According to available data, annually more than 200 million ton nitrogenous fertilizers are introduced into soil in the whole world. Because of their very good water solubility, major part of fertilizers (up to 100 million ton) is lost, as a result of evaporation and washing off, which results tremendous economic losses. At the same time environment (water reservoirs, rivers, ground waters, ponds, lakes, seas, wells and others) is globally polluted. Part of nitrogenous fertilizers is evaporated and reaching high strata of atmosphere, destructs ozone layer, which results in many heavy diseases in the world.

Regular application of such fertilizers makes unfavorable impact on soil and environment. They, can result in imbalance in components assimilated by plants, while accumulation of nitrate in great quantity makes negative effect on human and animal health. Increase of costs for non-renewable energy sources resulted in increase of prices of fertilizers and food.

Among all type nitrogenous fertilizers used in practice, unconditional leaders are nitrates –salts of nitric acid, among which the most widely used and manufactured is ammonium nitre, but it is dissolved in water better than others and is easily washed off to soil.

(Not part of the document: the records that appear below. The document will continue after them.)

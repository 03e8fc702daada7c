//! 64-bit path fingerprint compatible with the host engine's archive hash.
//!
//! This is not a general-purpose hash. The layout below must stay
//! bit-for-bit identical to the host's own file addressing:
//!
//! ```text
//! high 32 bits: fold(root[1..len-2]) + fold(ext)        (wrapping)
//! low  32 bits: root[0] << 24 | len(root) as u8 << 16
//!             | root[len-2] << 8 | root[len-1] | ext bits
//! ```
//!
//! where `root`/`ext` split the canonical path at its last `.`.

/// Fingerprint of a canonical path
pub type Fingerprint = u64;

const FOLD_MULTIPLIER: u32 = 0x1003F;

/// Extension bits OR-ed into the low word
const EXTENSION_BITS: &[(&[u8], u32)] = &[
    (b".kf", 0x80),
    (b".nif", 0x8000),
    (b".dds", 0x8080),
    (b".wav", 0x8000_0000),
];

#[inline]
fn fold(bytes: &[u8]) -> u32 {
    bytes.iter().fold(0u32, |acc, &b| {
        acc.wrapping_mul(FOLD_MULTIPLIER).wrapping_add(u32::from(b))
    })
}

/// Compute the fingerprint of an already-canonical path.
///
/// Callers normalize first; hashing a raw path gives a different value.
pub fn fingerprint(canonical: &str) -> Fingerprint {
    let bytes = canonical.as_bytes();
    let (root, ext) = match bytes.iter().rposition(|&b| b == b'.') {
        Some(dot) => bytes.split_at(dot),
        None => (bytes, &[][..]),
    };

    let mut low = 0u32;
    if let (Some(&first), Some(&last)) = (root.first(), root.last()) {
        low = u32::from(last);
        if root.len() > 2 {
            low |= u32::from(root[root.len() - 2]) << 8;
        }
        // Length is an 8-bit field; longer roots truncate
        low |= u32::from(root.len() as u8) << 16;
        low |= u32::from(first) << 24;
    }

    if let Some((_, bits)) = EXTENSION_BITS.iter().find(|(e, _)| *e == ext) {
        low |= bits;
    }

    let mid = if root.len() > 2 {
        fold(&root[1..root.len() - 2])
    } else {
        0
    };
    let high = mid.wrapping_add(fold(ext));

    (u64::from(high) << 32) | u64::from(low)
}
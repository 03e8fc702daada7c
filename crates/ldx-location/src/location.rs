//! Cache-backed resource location.
//!
//! Resolves every request against the cache and forwards the canonical path
//! to the host's loose-file location bound by the last traversal. The
//! location never owns files of its own.

use std::sync::atomic::{AtomicBool, AtomicU64, Ordering};
use std::sync::{Arc, PoisonError, RwLock};

use ldx_config::{log_location_debug, log_location_info, log_location_warn};

use crate::facade::{ResolutionFacade, ResolvedPath};
use crate::protocol::{ErrorCode, Location, LooseFileBackend, Result, Traverser};
use crate::switches::Switches;

pub const LOCATION_NAME: &str = "LooseDexLocation";

/// Stream requests logged in detail at the start of a session
const DETAILED_HOT_PATH_LOGS: u64 = 100;
/// After that, one request in this many is logged
const PERIODIC_HOT_PATH_LOGS: u64 = 5000;

/// Counters kept by the location itself
#[derive(Debug, Clone, Copy, Default, PartialEq, Eq)]
pub struct LocationStats {
    pub stream_requests: u64,
    pub streams_opened: u64,
    pub stream_failures: u64,
}

pub struct CacheLocation<B: LooseFileBackend> {
    facade: Arc<ResolutionFacade>,
    switches: Arc<Switches>,
    backend: RwLock<Option<Arc<B>>>,
    registered: AtomicBool,
    stream_requests: AtomicU64,
    streams_opened: AtomicU64,
    stream_failures: AtomicU64,
}

impl<B: LooseFileBackend> CacheLocation<B> {
    pub fn new(facade: Arc<ResolutionFacade>, switches: Arc<Switches>) -> Self {
        Self {
            facade,
            switches,
            backend: RwLock::new(None),
            registered: AtomicBool::new(false),
            stream_requests: AtomicU64::new(0),
            streams_opened: AtomicU64::new(0),
            stream_failures: AtomicU64::new(0),
        }
    }

    pub fn facade(&self) -> &Arc<ResolutionFacade> {
        &self.facade
    }

    /// Point the location at the host's loose-file location
    pub fn bind(&self, backend: Option<Arc<B>>) {
        let mut slot = self.backend.write().unwrap_or_else(PoisonError::into_inner);
        let changed = match (slot.as_ref(), backend.as_ref()) {
            (Some(old), Some(new)) => !Arc::ptr_eq(old, new),
            (None, None) => false,
            _ => true,
        };
        if changed && self.switches.verbose() {
            log_location_info!(
                "Binding loose location",
                old = tracing::field::display(slot.as_ref().map_or("(none)", |b| b.prefix())),
                new = tracing::field::display(backend.as_ref().map_or("(none)", |b| b.prefix())),
            );
        }
        *slot = backend;
    }

    pub fn bound(&self) -> Option<Arc<B>> {
        self.backend
            .read()
            .unwrap_or_else(PoisonError::into_inner)
            .clone()
    }

    /// Mark the location as registered with the host. Idempotent.
    pub fn register(&self) -> bool {
        if !self.registered.swap(true, Ordering::AcqRel) {
            log_location_info!("Custom location registered", name = LOCATION_NAME);
        }
        true
    }

    pub fn is_registered(&self) -> bool {
        self.registered.load(Ordering::Acquire)
    }

    pub fn stats(&self) -> LocationStats {
        LocationStats {
            stream_requests: self.stream_requests.load(Ordering::Relaxed),
            streams_opened: self.streams_opened.load(Ordering::Relaxed),
            stream_failures: self.stream_failures.load(Ordering::Relaxed),
        }
    }

    /// Resolve and pick the backend, or say why not
    fn route(&self, path: &str) -> Result<(ResolvedPath, Arc<B>)> {
        let resolved = self.facade.resolve(path).ok_or(ErrorCode::NotExist)?;
        let backend = self.bound().ok_or_else(|| {
            log_location_warn!("No bound loose location", path = path);
            ErrorCode::Unsupported
        })?;
        Ok((resolved, backend))
    }

    fn log_hot_path(&self, request: u64, path: &str, resolved: Option<&ResolvedPath>) {
        if !self.switches.verbose() {
            return;
        }
        if request > DETAILED_HOT_PATH_LOGS && request % PERIODIC_HOT_PATH_LOGS != 0 {
            return;
        }
        log_location_debug!(
            "Stream request",
            request = request,
            raw = path,
            normalized = tracing::field::display(self.facade.normalize(path)),
            fingerprint = tracing::field::display(format!("{:016x}", self.facade.fingerprint_of(path))),
            resolved = resolved.is_some(),
            candidates = resolved.map_or(0, |r| r.collision_candidates()),
        );
    }
}

impl<B: LooseFileBackend> Location for CacheLocation<B> {
    type Stream = B::Stream;
    type AsyncStream = B::AsyncStream;
    type Info = B::Info;

    fn create_stream(&self, path: &str, read_only: bool) -> Result<Self::Stream> {
        let request = self.stream_requests.fetch_add(1, Ordering::Relaxed) + 1;
        let routed = self.route(path);
        self.log_hot_path(request, path, routed.as_ref().ok().map(|(r, _)| r));

        let (resolved, backend) = routed.map_err(|e| {
            self.stream_failures.fetch_add(1, Ordering::Relaxed);
            e
        })?;
        match backend.create_stream(&resolved, read_only) {
            Ok(stream) => {
                self.streams_opened.fetch_add(1, Ordering::Relaxed);
                Ok(stream)
            }
            Err(e) => {
                self.stream_failures.fetch_add(1, Ordering::Relaxed);
                Err(e)
            }
        }
    }

    fn create_async_stream(&self, path: &str, read_only: bool) -> Result<Self::AsyncStream> {
        let (resolved, backend) = self.route(path)?;
        backend.create_async_stream(&resolved, read_only)
    }

    fn traverse_prefix(&self, prefix: &str, traverser: &mut dyn Traverser) -> ErrorCode {
        let matches = self.facade.paths_for_prefix(prefix);
        if matches.is_empty() {
            return ErrorCode::NotExist;
        }
        for name in matches.iter() {
            traverser.process_name(name, LOCATION_NAME);
        }
        ErrorCode::None
    }

    fn get_info(&self, path: &str) -> Result<Self::Info> {
        let (resolved, backend) = self.route(path)?;
        backend.get_info(&resolved)
    }

    fn get_info_with_traverser(
        &self,
        path: &str,
        traverser: Option<&mut dyn Traverser>,
    ) -> Result<Self::Info> {
        let (resolved, backend) = self.route(path)?;
        backend.get_info_with_traverser(&resolved, traverser)
    }

    /// Cached files are never deleted through the cache
    fn delete(&self, _path: &str) -> ErrorCode {
        ErrorCode::Unsupported
    }

    fn name(&self) -> &str {
        LOCATION_NAME
    }

    fn minimum_async_packet_size(&self) -> u32 {
        0
    }
}

impl<B: LooseFileBackend> std::fmt::Debug for CacheLocation<B> {
    fn fmt(&self, f: &mut std::fmt::Formatter<'_>) -> std::fmt::Result {
        f.debug_struct("CacheLocation")
            .field("registered", &self.is_registered())
            .field("bound", &self.bound().map(|b| b.prefix().to_string()))
            .field("stats", &self.stats())
            .finish()
    }
}

#[cfg(test)]
mod tests {
    use super::*;
    use crate::testing::{loaded_facade, MemoryBackend};

    fn location(paths: &[&str]) -> CacheLocation<MemoryBackend> {
        CacheLocation::new(loaded_facade(paths), Arc::new(Switches::new(true, true, false)))
    }

    #[test]
    fn test_stream_forwards_canonical_path() {
        let loc = location(&[r"data\meshes\x.nif"]);
        let backend = Arc::new(MemoryBackend::with_files(&[(r"data\meshes\x.nif", b"NIF")]));
        loc.bind(Some(Arc::clone(&backend)));

        let stream = loc.create_stream("Meshes/X.nif", true).unwrap();
        assert_eq!(stream, b"NIF".to_vec());
        assert_eq!(backend.requested(), vec![r"data\meshes\x.nif".to_string()]);
        assert_eq!(loc.stats().streams_opened, 1);
    }

    #[test]
    fn test_unresolved_and_unbound() {
        let loc = location(&[r"data\meshes\x.nif"]);
        assert_eq!(loc.create_stream("meshes/x.nif", true), Err(ErrorCode::Unsupported));
        assert_eq!(loc.get_info("meshes/x.nif"), Err(ErrorCode::Unsupported));

        loc.bind(Some(Arc::new(MemoryBackend::default())));
        assert_eq!(loc.create_stream("meshes/nope.nif", true), Err(ErrorCode::NotExist));
        assert_eq!(loc.create_async_stream("meshes/nope.nif", true), Err(ErrorCode::NotExist));
        assert_eq!(loc.stats().stream_failures, 2);
    }

    #[test]
    fn test_backend_failure_passes_through() {
        let loc = location(&[r"data\meshes\x.nif"]);
        // Cached but gone from disk
        loc.bind(Some(Arc::new(MemoryBackend::default())));
        assert_eq!(loc.create_stream("meshes/x.nif", true), Err(ErrorCode::NotExist));
        assert_eq!(loc.get_info("meshes/x.nif"), Err(ErrorCode::NotExist));
    }

    #[test]
    fn test_traverse_prefix() {
        let loc = location(&[r"data\textures\a.dds", r"data\textures2\b.dds"]);
        let mut seen = Vec::new();
        let code = loc.traverse_prefix("textures", &mut |name: &str, from: &str| {
            seen.push((name.to_string(), from.to_string()))
        });
        assert_eq!(code, ErrorCode::None);
        assert_eq!(
            seen,
            vec![(r"data\textures\a.dds".to_string(), LOCATION_NAME.to_string())]
        );

        let code = loc.traverse_prefix("sound", &mut |_: &str, _: &str| {});
        assert_eq!(code, ErrorCode::NotExist);
    }

    #[test]
    fn test_fixed_answers() {
        let loc = location(&[r"data\a.nif"]);
        assert_eq!(loc.delete(r"data\a.nif"), ErrorCode::Unsupported);
        assert_eq!(loc.name(), "LooseDexLocation");
        assert_eq!(loc.minimum_async_packet_size(), 0);
        assert!(!loc.is_registered());
        assert!(loc.register());
        assert!(loc.register());
        assert!(loc.is_registered());
    }

    #[test]
    fn test_bind_replaces_backend() {
        let loc = location(&[r"data\a.nif"]);
        let first = Arc::new(MemoryBackend::with_files(&[(r"data\a.nif", b"1")]));
        let second = Arc::new(MemoryBackend::with_files(&[(r"data\a.nif", b"2")]));
        loc.bind(Some(first));
        loc.bind(Some(second));
        assert_eq!(loc.create_stream("a.nif", true).unwrap(), b"2".to_vec());
        loc.bind(None);
        assert!(loc.bound().is_none());
    }
}
//! Host resource-location protocol.
//!
//! The host engine talks to file sources through a small virtual interface:
//! streams, info queries and prefix traversal, with entries announced to a
//! caller-supplied [`Traverser`]. Both the native loose-file location and the
//! cache-backed location speak it.

use thiserror::Error;

/// Status codes of the host protocol
#[derive(Error, Debug, Clone, Copy, PartialEq, Eq, Hash)]
#[repr(u32)]
pub enum ErrorCode {
    #[error("ok")]
    None = 0,
    #[error("not found")]
    NotExist,
    #[error("invalid path")]
    InvalidPath,
    #[error("file error")]
    FileError,
    #[error("invalid type")]
    InvalidType,
    #[error("out of memory")]
    MemoryError,
    #[error("busy")]
    Busy,
    #[error("invalid parameter")]
    InvalidParam,
    #[error("unsupported")]
    Unsupported,
}

impl ErrorCode {
    pub fn is_ok(self) -> bool {
        self == ErrorCode::None
    }
}

pub type Result<T> = std::result::Result<T, ErrorCode>;

/// Receives entries announced during a traversal
pub trait Traverser {
    /// `name` is a canonical path; `location` names the announcing location
    fn process_name(&mut self, name: &str, location: &str);
}

impl<F> Traverser for F
where
    F: FnMut(&str, &str),
{
    fn process_name(&mut self, name: &str, location: &str) {
        self(name, location)
    }
}

/// A resource location as the host sees it
pub trait Location {
    type Stream;
    type AsyncStream;
    type Info;

    fn create_stream(&self, path: &str, read_only: bool) -> Result<Self::Stream>;

    fn create_async_stream(&self, path: &str, read_only: bool) -> Result<Self::AsyncStream>;

    fn traverse_prefix(&self, prefix: &str, traverser: &mut dyn Traverser) -> ErrorCode;

    fn get_info(&self, path: &str) -> Result<Self::Info>;

    fn get_info_with_traverser(
        &self,
        path: &str,
        traverser: Option<&mut dyn Traverser>,
    ) -> Result<Self::Info>;

    fn delete(&self, path: &str) -> ErrorCode;

    fn name(&self) -> &str;

    fn minimum_async_packet_size(&self) -> u32;
}

/// The host's own loose-file location.
///
/// Its [`Location::traverse_prefix`] is the native traversal the cache
/// replaces, and the fallback whenever the cache cannot serve a call.
pub trait LooseFileBackend: Location + Send + Sync {
    /// Directory prefix the backend serves, for diagnostics
    fn prefix(&self) -> &str;
}

#[cfg(test)]
mod tests {
    use super::*;

    #[test]
    fn test_closure_traverser() {
        let mut seen = Vec::new();
        {
            let mut collect = |name: &str, location: &str| seen.push(format!("{location}:{name}"));
            let traverser: &mut dyn Traverser = &mut collect;
            traverser.process_name(r"data\a.nif", "X");
        }
        assert_eq!(seen, vec![r"X:data\a.nif"]);
    }

    #[test]
    fn test_error_code_display() {
        assert!(ErrorCode::None.is_ok());
        assert!(!ErrorCode::NotExist.is_ok());
        assert_eq!(ErrorCode::Unsupported.to_string(), "unsupported");
    }
}
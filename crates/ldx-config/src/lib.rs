//! # ldx-config
//!
//! Configuration management for LooseDex.
//!
//! Loads configuration from:
//! 1. `<Data>/SKSE/Plugins/LooseDex/config.toml` (written with defaults when missing)
//! 2. Environment variables (highest priority)
//!
//! The loose-file cache blob lives next to the config file unless
//! `[cache].directory` points elsewhere.

pub mod logging;
pub mod path;
pub mod testing;

use once_cell::sync::Lazy;
use serde::{Deserialize, Serialize};
use std::path::{Path, PathBuf};
use std::sync::{RwLock, RwLockReadGuard};
use tracing::{debug, error, info};

/// Default cache blob name inside the config directory
pub const DEFAULT_CACHE_FILE_NAME: &str = "loosedex_vfs_cache.bin";

/// Global config instance
static CONFIG: Lazy<RwLock<Config>> = Lazy::new(|| {
    let config_dir = path::config_directory(&path::current_game_data_directory());
    let config = Config::load_from(&config_dir).unwrap_or_else(|e| {
        error!(
            "Settings failed to load from {:?}: {}; continuing with defaults",
            config_dir, e
        );
        Config::default()
    });
    RwLock::new(config)
});

/// Get global config (read-only)
pub fn config() -> RwLockReadGuard<'static, Config> {
    CONFIG.read().unwrap_or_else(|poisoned| poisoned.into_inner())
}

/// Reload config from disk
pub fn reload() -> Result<(), ConfigError> {
    let config_dir = path::config_directory(&path::current_game_data_directory());
    let new_config = Config::load_from(&config_dir)?;
    install(new_config);
    Ok(())
}

/// Replace the global config (host glue and tests)
pub fn install(new_config: Config) {
    *CONFIG.write().unwrap_or_else(|poisoned| poisoned.into_inner()) = new_config;
}

#[derive(Debug, thiserror::Error)]
pub enum ConfigError {
    #[error("IO error: {0}")]
    Io(#[from] std::io::Error),
    #[error("TOML parse error: {0}")]
    Toml(#[from] toml::de::Error),
    #[error("TOML serialize error: {0}")]
    TomlSer(#[from] toml::ser::Error),
}

/// Main configuration structure
#[derive(Debug, Clone, Default, PartialEq, Eq, Serialize, Deserialize)]
#[serde(default)]
pub struct Config {
    pub general: GeneralConfig,
    pub cache: CacheConfig,
    pub normalization: NormalizationConfig,
}

impl Config {
    /// Load config from `config_dir/config.toml`, creating the directory and a
    /// default file first when they don't exist.
    pub fn load_from(config_dir: &Path) -> Result<Self, ConfigError> {
        std::fs::create_dir_all(config_dir)?;

        let file = path::config_file_path(config_dir);
        if !file.exists() {
            debug!("Writing default config to {:?}", file);
            std::fs::write(&file, Self::default_toml()?)?;
        }

        let contents = std::fs::read_to_string(&file)?;
        let mut config: Config = toml::from_str(&contents)?;
        config.apply_overrides(|key| std::env::var(key).ok());

        info!(
            "Settings loaded from {:?} (enabled={}, verboseLogging={}, performanceDiagnostics={})",
            file,
            config.general.enabled,
            config.general.verbose_logging,
            config.general.performance_diagnostics
        );
        Ok(config)
    }

    /// Apply environment-style overrides through `lookup`.
    ///
    /// Recognized keys: `LDX_ENABLED`, `LDX_VERBOSE`, `LDX_PERF_DIAGNOSTICS`,
    /// `LDX_CACHE_PATH`. Unparseable boolean values are ignored.
    pub fn apply_overrides<F>(&mut self, lookup: F)
    where
        F: Fn(&str) -> Option<String>,
    {
        if let Some(enabled) = lookup("LDX_ENABLED").as_deref().and_then(parse_bool) {
            self.general.enabled = enabled;
        }
        if let Some(verbose) = lookup("LDX_VERBOSE").as_deref().and_then(parse_bool) {
            self.general.verbose_logging = verbose;
        }
        if let Some(perf) = lookup("LDX_PERF_DIAGNOSTICS")
            .as_deref()
            .and_then(parse_bool)
        {
            self.general.performance_diagnostics = perf;
        }
        if let Some(cache_path) = lookup("LDX_CACHE_PATH") {
            let cache_path = PathBuf::from(cache_path);
            if let Some(name) = cache_path.file_name() {
                self.cache.file_name = name.to_string_lossy().into_owned();
                self.cache.directory = cache_path
                    .parent()
                    .filter(|p| !p.as_os_str().is_empty())
                    .map(Path::to_path_buf);
            }
        }
    }

    /// Location of the cache blob for a given config directory
    pub fn cache_path(&self, config_dir: &Path) -> PathBuf {
        self.cache
            .directory
            .as_deref()
            .unwrap_or(config_dir)
            .join(&self.cache.file_name)
    }

    /// Generate default config TOML string
    pub fn default_toml() -> Result<String, ConfigError> {
        Ok(toml::to_string_pretty(&Config::default())?)
    }
}

fn parse_bool(value: &str) -> Option<bool> {
    match value.trim().to_ascii_lowercase().as_str() {
        "1" | "true" | "yes" | "on" => Some(true),
        "0" | "false" | "no" | "off" => Some(false),
        _ => None,
    }
}

/// Feature switches consumed by the traversal hook
#[derive(Debug, Clone, PartialEq, Eq, Serialize, Deserialize)]
#[serde(default)]
pub struct GeneralConfig {
    /// Serve traversals from the cache at all
    pub enabled: bool,
    /// Per-call diagnostics (prefixes, match counts, bindings)
    pub verbose_logging: bool,
    /// Timing blocks for cached and native traversals
    pub performance_diagnostics: bool,
}

impl Default for GeneralConfig {
    fn default() -> Self {
        Self {
            enabled: true,
            verbose_logging: false,
            performance_diagnostics: false,
        }
    }
}

/// Where the cache blob lives
#[derive(Debug, Clone, PartialEq, Eq, Serialize, Deserialize)]
#[serde(default)]
pub struct CacheConfig {
    /// Blob file name
    pub file_name: String,
    /// Directory override (None = config directory)
    #[serde(skip_serializing_if = "Option::is_none")]
    pub directory: Option<PathBuf>,
}

impl Default for CacheConfig {
    fn default() -> Self {
        Self {
            file_name: DEFAULT_CACHE_FILE_NAME.to_string(),
            directory: None,
        }
    }
}

/// Virtual-root convention applied by path normalization
#[derive(Debug, Clone, PartialEq, Eq, Serialize, Deserialize)]
#[serde(default)]
pub struct NormalizationConfig {
    /// Leading component every canonical path carries (empty = none)
    pub root_marker: String,
    /// Component that names the root itself in traversal requests
    pub root_sentinel: String,
}

impl Default for NormalizationConfig {
    fn default() -> Self {
        Self {
            root_marker: "data".to_string(),
            root_sentinel: "root".to_string(),
        }
    }
}

#[cfg(test)]
mod tests {
    use super::*;
    use std::collections::HashMap;

    #[test]
    fn test_default_config() {
        let config = Config::default();
        assert!(config.general.enabled);
        assert!(!config.general.verbose_logging);
        assert!(!config.general.performance_diagnostics);
        assert_eq!(config.cache.file_name, DEFAULT_CACHE_FILE_NAME);
        assert_eq!(config.normalization.root_marker, "data");
    }

    #[test]
    fn test_default_toml_generation() {
        let toml_str = Config::default_toml().unwrap();
        assert!(toml_str.contains("[general]"));
        assert!(toml_str.contains("[cache]"));
        assert!(toml_str.contains("[normalization]"));
        assert!(toml_str.contains("enabled = true"));
    }

    #[test]
    fn test_toml_roundtrip() {
        let config = Config::default();
        let toml_str = toml::to_string(&config).unwrap();
        let parsed: Config = toml::from_str(&toml_str).unwrap();
        assert_eq!(config, parsed);
    }

    #[test]
    fn test_partial_toml_keeps_defaults() {
        let parsed: Config = toml::from_str("[general]\nverbose_logging = true\n").unwrap();
        assert!(parsed.general.enabled);
        assert!(parsed.general.verbose_logging);
        assert_eq!(parsed.cache, CacheConfig::default());
    }

    #[test]
    fn test_overrides() {
        let env: HashMap<&str, &str> = HashMap::from([
            ("LDX_ENABLED", "off"),
            ("LDX_VERBOSE", "1"),
            ("LDX_PERF_DIAGNOSTICS", "maybe"),
            ("LDX_CACHE_PATH", "/tmp/caches/custom.bin"),
        ]);
        let mut config = Config::default();
        config.apply_overrides(|k| env.get(k).map(|v| v.to_string()));

        assert!(!config.general.enabled);
        assert!(config.general.verbose_logging);
        assert!(!config.general.performance_diagnostics);
        assert_eq!(
            config.cache_path(Path::new("/ignored")),
            PathBuf::from("/tmp/caches/custom.bin")
        );
    }

    #[test]
    fn test_cache_path_defaults_to_config_dir() {
        let config = Config::default();
        assert_eq!(
            config.cache_path(Path::new("/game/Data/SKSE/Plugins/LooseDex")),
            PathBuf::from("/game/Data/SKSE/Plugins/LooseDex").join(DEFAULT_CACHE_FILE_NAME)
        );
    }
}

Therefore, one of the main tasks of is synthesis of the polymer (polymeric) nitre which will release slowly nitrogen because of degradation effect of soil microorganisms. The present project are offering to use receptor - nitrogen-containing substance, possessing reactive centers, its structuring, for further obtaining of polymer nitre. In this way, nitrogen content in the system can be increased by 25 – 30 in polymer nitre.. Nitrogen concentration can be regulated by alteration of molar ratio of initial acceptor and nitrogen-containing other reactive component.

We expect that the offered polymer fertilizer of new generation – polymer nitre, that is degradable in soil, will be significantly improved compared to monomer nitrate, since at the impact of adapted microorganisms it will undergo slow, gradual degradation to water soluble nitrogen-containing fragments accessible for plants and will be more efficient, which will contribute to economy of 50% nitrogenous fertilizers, compared with the currently used quantity.